Three days later, Agent Brady again met with Ryan, this time at a bar in Old Orchard Beach. Brady gave Ryan a ride from Old Orchard Beach to the Stadium Bar in Biddeford. On the way, Ryan told Brady that he was unemployed and was selling cocaine to make money. Brady gave Ryan $100 to purchase some for him. Inside the Stadium Bar, Ryan handed Brady two packages containing a powder substance. Ryan followed Brady to his car and asked Brady for a line, stating that he normally gets a line or two in exchange for his services in supplying cocaine.

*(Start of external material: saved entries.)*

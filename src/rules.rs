//! The rule loader (C2): parses a YAML rule file into a validated,
//! ordered `Vec<Rule>`, compiling every condition string exactly once
//! (C8) so the pattern matcher never re-parses.
//!
//! Grounded in the teacher's `rules.rs` (a `Rules` wrapper around
//! `Vec<Rule>` with `from_path`/`from_reader`/`from_str` constructors and
//! an `IntoIterator` impl), generalized from that file's flat JSON rule
//! shape to this format's YAML pattern/clause grammar.

use std::collections::HashSet;
use std::fs::File;
use std::io::Read;
use std::path::Path;
use std::vec;

use serde::Deserialize;

use crate::condition::{compile, CompiledCondition};
use crate::error::{Error, ErrorKind, ResultExt, Result};

/// A condition, compiled at load time.
#[derive(Debug, Clone, PartialEq)]
pub enum Condition {
    Single(CompiledCondition),
    NotExists(Vec<Condition>),
}

/// A single rule: an id, a human description, and a pattern (a `find`
/// target plus an optional `where` clause of conditions).
///
/// `find.target` is declarative only (a readable variable name like
/// `S`); it is not a node-kind filter. The candidate set for every rule
/// starts as every node in the graph and is narrowed exclusively by the
/// `where` conditions, matching `PatternMatcher.match`'s
/// `candidate_ids = set(self.graph.find_all_nodes())` seed.
#[derive(Debug, Clone)]
pub struct Rule {
    pub id: String,
    pub description: String,
    pub find_target: String,
    pub conditions: Vec<Condition>,
}

/// A recoverable problem encountered while loading rules: a malformed
/// rule or condition, logged and skipped rather than aborting the load.
#[derive(Debug, Clone)]
pub struct Diagnostic {
    pub rule_id: Option<String>,
    pub message: String,
}

impl std::fmt::Display for Diagnostic {
    fn fmt(&self, f: &mut std::fmt::Formatter<'_>) -> std::fmt::Result {
        match &self.rule_id {
            Some(id) => write!(f, "rule {:?}: {}", id, self.message),
            None => write!(f, "{}", self.message),
        }
    }
}

/// An ordered, validated list of rules.
#[derive(Debug, Clone, Default)]
pub struct Rules {
    rules: Vec<Rule>,
}

impl Rules {
    pub fn is_empty(&self) -> bool {
        self.rules.is_empty()
    }

    pub fn len(&self) -> usize {
        self.rules.len()
    }

    pub fn iter(&self) -> std::slice::Iter<'_, Rule> {
        self.rules.iter()
    }

    /// Loads and validates rules from a YAML file on disk. `strict`
    /// promotes every recoverable diagnostic to a fatal error instead of
    /// a warning (§4.8's `--strict`).
    pub fn from_path<P: AsRef<Path>>(path: P, strict: bool) -> Result<(Rules, Vec<Diagnostic>)> {
        let path = path.as_ref();
        let mut file = File::open(path)
            .context(ErrorKind::RulesUnreadable(path.to_path_buf()))?;
        let mut data = String::new();
        file.read_to_string(&mut data)
            .context(ErrorKind::RulesUnreadable(path.to_path_buf()))?;
        Self::from_str(&data, strict)
    }

    pub fn from_reader<R: Read>(reader: R, strict: bool) -> Result<(Rules, Vec<Diagnostic>)> {
        let raw: RawRuleFile =
            serde_yaml::from_reader(reader).context(ErrorKind::RulesMalformed)?;
        Self::build(raw, strict)
    }

    pub fn from_str(data: &str, strict: bool) -> Result<(Rules, Vec<Diagnostic>)> {
        let raw: RawRuleFile =
            serde_yaml::from_str(data).context(ErrorKind::RulesMalformed)?;
        Self::build(raw, strict)
    }

    fn build(raw: RawRuleFile, strict: bool) -> Result<(Rules, Vec<Diagnostic>)> {
        let mut rules = Vec::with_capacity(raw.rules.len());
        let mut diagnostics = Vec::new();
        let mut seen_ids = HashSet::new();

        for raw_rule in raw.rules {
            if !seen_ids.insert(raw_rule.id.clone()) {
                diagnostics.push(Diagnostic {
                    rule_id: Some(raw_rule.id.clone()),
                    message: "duplicate rule id, skipping".to_string(),
                });
                continue;
            }

            match compile_rule(&raw_rule, &mut diagnostics) {
                Some(rule) => rules.push(rule),
                None => {}
            }
        }

        if strict && !diagnostics.is_empty() {
            return Err(Error::from(ErrorKind::RulesMalformed));
        }

        if rules.is_empty() {
            return Err(ErrorKind::NoRules.into());
        }

        Ok((Rules { rules }, diagnostics))
    }
}

impl IntoIterator for Rules {
    type Item = Rule;
    type IntoIter = vec::IntoIter<Rule>;

    fn into_iter(self) -> Self::IntoIter {
        self.rules.into_iter()
    }
}

impl<'a> IntoIterator for &'a Rules {
    type Item = &'a Rule;
    type IntoIter = std::slice::Iter<'a, Rule>;

    fn into_iter(self) -> Self::IntoIter {
        self.rules.iter()
    }
}

fn compile_rule(raw: &RawRule, diagnostics: &mut Vec<Diagnostic>) -> Option<Rule> {
    let mut clauses = raw.pattern.iter();

    let find_target = match clauses.next() {
        Some(RawClause::Find(find)) => find.target.clone(),
        Some(_) => {
            diagnostics.push(Diagnostic {
                rule_id: Some(raw.id.clone()),
                message: "pattern must begin with exactly one `find` clause".to_string(),
            });
            return None;
        }
        None => {
            diagnostics.push(Diagnostic {
                rule_id: Some(raw.id.clone()),
                message: "pattern is empty".to_string(),
            });
            return None;
        }
    };

    let mut conditions = Vec::new();

    if let Some(next) = clauses.next() {
        match next {
            RawClause::Where(raw_conditions) => {
                conditions = compile_conditions(raw_conditions, &raw.id, diagnostics);
            }
            RawClause::Find(_) => {
                diagnostics.push(Diagnostic {
                    rule_id: Some(raw.id.clone()),
                    message: "pattern has more than one `find` clause".to_string(),
                });
                return None;
            }
        }
    }

    if clauses.next().is_some() {
        diagnostics.push(Diagnostic {
            rule_id: Some(raw.id.clone()),
            message: "pattern has clauses after `find`/`where`".to_string(),
        });
        return None;
    }

    Some(Rule {
        id: raw.id.clone(),
        description: raw.description.clone(),
        find_target,
        conditions,
    })
}

fn compile_conditions(
    raw: &[RawCondition],
    rule_id: &str,
    diagnostics: &mut Vec<Diagnostic>,
) -> Vec<Condition> {
    raw.iter()
        .map(|c| match c {
            RawCondition::Condition(s) => {
                let compiled = compile(s);
                if compiled == CompiledCondition::Unsatisfiable {
                    diagnostics.push(Diagnostic {
                        rule_id: Some(rule_id.to_string()),
                        message: format!("could not parse condition {:?}", s),
                    });
                }
                Condition::Single(compiled)
            }
            RawCondition::NotExists { not_exists } => {
                Condition::NotExists(compile_conditions(not_exists, rule_id, diagnostics))
            }
        })
        .collect()
}

#[derive(Debug, Deserialize)]
struct RawRuleFile {
    rules: Vec<RawRule>,
}

#[derive(Debug, Deserialize)]
struct RawRule {
    id: String,
    #[serde(default)]
    description: String,
    pattern: Vec<RawClause>,
}

#[derive(Debug, Deserialize)]
#[serde(rename_all = "snake_case")]
enum RawClause {
    Find(RawFind),
    Where(Vec<RawCondition>),
}

#[derive(Debug, Deserialize)]
struct RawFind {
    target: String,
}

#[derive(Debug, Deserialize)]
#[serde(untagged)]
enum RawCondition {
    NotExists { not_exists: Vec<RawCondition> },
    Condition(String),
}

After Ryan left, Brady field tested the substance and determined that it was cocaine. Brady then sent the packages to a laboratory for further testing which confirmed his field test results.
Agent Brady met with Ryan a third time in mid-August, once again at the Stadium Bar. Ryan approached Brady and stated that “the stuff floating around tonight is pretty good.” Brady again gave Ryan $100 and Ryan produced two packages. As before, Ryan asked for a line. Brady told him there wasn’t enough and offered him $10 which he accepted instead. Brady again field tested the substance, found it to be cocaine and then sent it to the laboratory for further testing which confirmed his results.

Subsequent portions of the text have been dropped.